優しい目をして、膝に置いていた手を取られ口付けされる。
「ハナ。きみのせいではない、と言っても、きみは自分を責めるかもしれないから……、私がその分、きみを愛そう」
ハナの肌にテラの唇が触れた瞬間、キュッと心臓が音を立てて縒れた気がした。
「テラ……」
「愛している、ハナ」
「ぼく、は……」
ハナが慌てて口を開こうとすると、そっと指先で唇を押し止められた。
「急がなくていい。夕飯でも一緒にどうかと思ったが、やはり今日は出直そう」
言って、テラはハナの額に触れるだけのキスを落とすと、踵を返した。
その時、五時半の鐘が鳴った。
執事の真島が帰る時間だった。ハナは居間の扉を開けようとしたテラを追って、立ち上がると彼の名を呼んだ。
「テラ……!」
「?」
「今日は、ぼくを……っ、家に、泊めてくれませんか……?」
目を瞠ったテラに、ハナは言った途端、耳まで赤く染まるのを感じた。
少し、即物的すぎたろうか……。
引かれたら、どうすればいいだろうか……。
そんなことをぐるぐる考えたくなるほどの間があり、気がつくと、テラがハナの目の前にいることに気づいた。

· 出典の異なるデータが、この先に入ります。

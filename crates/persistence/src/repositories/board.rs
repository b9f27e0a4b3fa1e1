//! Board repository for database operations.

use chrono::{DateTime, Utc};
use sqlx::SqlitePool;

use crate::entities::BoardEntity;
use crate::metrics::QueryTimer;

/// Repository for board-related database operations.
#[derive(Clone)]
pub struct BoardRepository {
    pool: SqlitePool,
}

impl BoardRepository {
    /// Creates a new BoardRepository with the given connection pool.
    pub fn new(pool: SqlitePool) -> Self {
        Self { pool }
    }

    /// Create a new open board.
    pub async fn create(
        &self,
        team_id: i64,
        name: &str,
        description: Option<&str>,
        created_at: DateTime<Utc>,
    ) -> Result<BoardEntity, sqlx::Error> {
        let timer = QueryTimer::new("create_board");
        let result = sqlx::query_as::<_, BoardEntity>(
            r#"
            INSERT INTO boards (team_id, name, description, status, created_at)
            VALUES ($1, $2, $3, 'OPEN', $4)
            RETURNING id, team_id, name, description, status, created_at, closed_at
            "#,
        )
        .bind(team_id)
        .bind(name)
        .bind(description)
        .bind(created_at)
        .fetch_one(&self.pool)
        .await;
        timer.record();
        result
    }

    /// Find a board by ID.
    pub async fn find_by_id(&self, id: i64) -> Result<Option<BoardEntity>, sqlx::Error> {
        let timer = QueryTimer::new("find_board_by_id");
        let result = sqlx::query_as::<_, BoardEntity>(
            r#"
            SELECT id, team_id, name, description, status, created_at, closed_at
            FROM boards
            WHERE id = $1
            "#,
        )
        .bind(id)
        .fetch_optional(&self.pool)
        .await;
        timer.record();
        result
    }

    /// Check whether a team already has a board with this name.
    pub async fn name_exists_in_team(&self, team_id: i64, name: &str) -> Result<bool, sqlx::Error> {
        let timer = QueryTimer::new("board_name_exists_in_team");
        let count = sqlx::query_scalar::<_, i64>(
            "SELECT COUNT(*) FROM boards WHERE team_id = $1 AND name = $2",
        )
        .bind(team_id)
        .bind(name)
        .fetch_one(&self.pool)
        .await;
        timer.record();
        Ok(count? > 0)
    }

    /// Open boards of a team, oldest first.
    pub async fn list_open_for_team(&self, team_id: i64) -> Result<Vec<BoardEntity>, sqlx::Error> {
        let timer = QueryTimer::new("list_open_boards_for_team");
        let result = sqlx::query_as::<_, BoardEntity>(
            r#"
            SELECT id, team_id, name, description, status, created_at, closed_at
            FROM boards
            WHERE team_id = $1 AND status = 'OPEN'
            ORDER BY created_at, id
            "#,
        )
        .bind(team_id)
        .fetch_all(&self.pool)
        .await;
        timer.record();
        result
    }

    /// Close a board if it is open and every task on it is complete.
    ///
    /// Returns `None` when no row qualified; the caller decides why.
    pub async fn close_board(
        &self,
        id: i64,
        closed_at: DateTime<Utc>,
    ) -> Result<Option<BoardEntity>, sqlx::Error> {
        let timer = QueryTimer::new("close_board");
        let result = sqlx::query_as::<_, BoardEntity>(
            r#"
            UPDATE boards
            SET status = 'CLOSED', closed_at = $2
            WHERE id = $1
              AND status = 'OPEN'
              AND NOT EXISTS (
                  SELECT 1 FROM tasks WHERE board_id = $1 AND status != 'COMPLETE'
              )
            RETURNING id, team_id, name, description, status, created_at, closed_at
            "#,
        )
        .bind(id)
        .bind(closed_at)
        .fetch_optional(&self.pool)
        .await;
        timer.record();
        result
    }

    /// Number of tasks on a board that are not complete.
    pub async fn count_incomplete_tasks(&self, board_id: i64) -> Result<i64, sqlx::Error> {
        let timer = QueryTimer::new("count_incomplete_tasks");
        let result = sqlx::query_scalar::<_, i64>(
            "SELECT COUNT(*) FROM tasks WHERE board_id = $1 AND status != 'COMPLETE'",
        )
        .bind(board_id)
        .fetch_one(&self.pool)
        .await;
        timer.record();
        result
    }
}

#[cfg(test)]
mod tests {
    use super::*;
    use crate::entities::BoardStatusDb;
    use crate::repositories::{test_support, TaskRepository, TeamRepository, UserRepository};

    struct Fixture {
        boards: BoardRepository,
        tasks: TaskRepository,
        team_id: i64,
        user_id: i64,
    }

    async fn setup() -> Fixture {
        let pool = test_support::pool().await;
        let user = UserRepository::new(pool.clone())
            .create("alice", "Alice", Utc::now())
            .await
            .unwrap();
        let team = TeamRepository::new(pool.clone())
            .create_team("eng", "", user.id, Utc::now())
            .await
            .unwrap();
        Fixture {
            boards: BoardRepository::new(pool.clone()),
            tasks: TaskRepository::new(pool),
            team_id: team.id,
            user_id: user.id,
        }
    }

    #[tokio::test]
    async fn test_board_names_unique_per_team() {
        let f = setup().await;
        f.boards
            .create(f.team_id, "sprint-1", None, Utc::now())
            .await
            .unwrap();

        assert!(f.boards.name_exists_in_team(f.team_id, "sprint-1").await.unwrap());
        let err = f
            .boards
            .create(f.team_id, "sprint-1", Some("again"), Utc::now())
            .await
            .unwrap_err();
        assert!(err.as_database_error().unwrap().is_unique_violation());
    }

    #[tokio::test]
    async fn test_close_board_requires_complete_tasks() {
        let f = setup().await;
        let board = f
            .boards
            .create(f.team_id, "sprint-1", None, Utc::now())
            .await
            .unwrap();
        let task = f
            .tasks
            .create(board.id, f.user_id, "fix-bug", None, Utc::now())
            .await
            .unwrap();

        assert!(f.boards.close_board(board.id, Utc::now()).await.unwrap().is_none());
        assert_eq!(f.boards.count_incomplete_tasks(board.id).await.unwrap(), 1);

        f.tasks
            .update_status(task.id, crate::entities::TaskStatusDb::Complete)
            .await
            .unwrap();

        let closed = f
            .boards
            .close_board(board.id, Utc::now())
            .await
            .unwrap()
            .unwrap();
        assert_eq!(closed.status, BoardStatusDb::Closed);
        assert!(closed.closed_at.is_some());

        // Already closed.
        assert!(f.boards.close_board(board.id, Utc::now()).await.unwrap().is_none());
        assert!(f.boards.list_open_for_team(f.team_id).await.unwrap().is_empty());
    }

    #[tokio::test]
    async fn test_list_open_boards() {
        let f = setup().await;
        let first = f
            .boards
            .create(f.team_id, "a", None, Utc::now())
            .await
            .unwrap();
        let second = f
            .boards
            .create(f.team_id, "b", None, Utc::now())
            .await
            .unwrap();
        f.boards.close_board(first.id, Utc::now()).await.unwrap();

        let open = f.boards.list_open_for_team(f.team_id).await.unwrap();
        assert_eq!(open.len(), 1);
        assert_eq!(open[0].id, second.id);
    }

    #[tokio::test]
    async fn test_list_open_boards_by_creation_time() {
        let f = setup().await;
        let now = Utc::now();
        f.boards
            .create(f.team_id, "later", None, now)
            .await
            .unwrap();
        f.boards
            .create(f.team_id, "earlier", None, now - chrono::Duration::days(30))
            .await
            .unwrap();

        let open = f.boards.list_open_for_team(f.team_id).await.unwrap();
        let names: Vec<&str> = open.iter().map(|b| b.name.as_str()).collect();
        assert_eq!(names, vec!["earlier", "later"]);
    }
}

「──それは、あの時の答えだと、受け取って、いいのかな……?」
「は、──はい……、ぼく、は……っ」
「ストップ」
「?」
ハナが口を開きかけると、テラは指先でハナの唇を制した。
そして、眦を少し赤くしながら、言った。
「了解した。事故りたくないから、ドライブが終わるまでは、お互い黙っていよう、ハナ」
急に、アルファの貌になったテラに、手を引かれる。
そのまま、大輪の薔薇のような微笑を浮かべたテラに、ハナは耳が赤くなるのを意識した。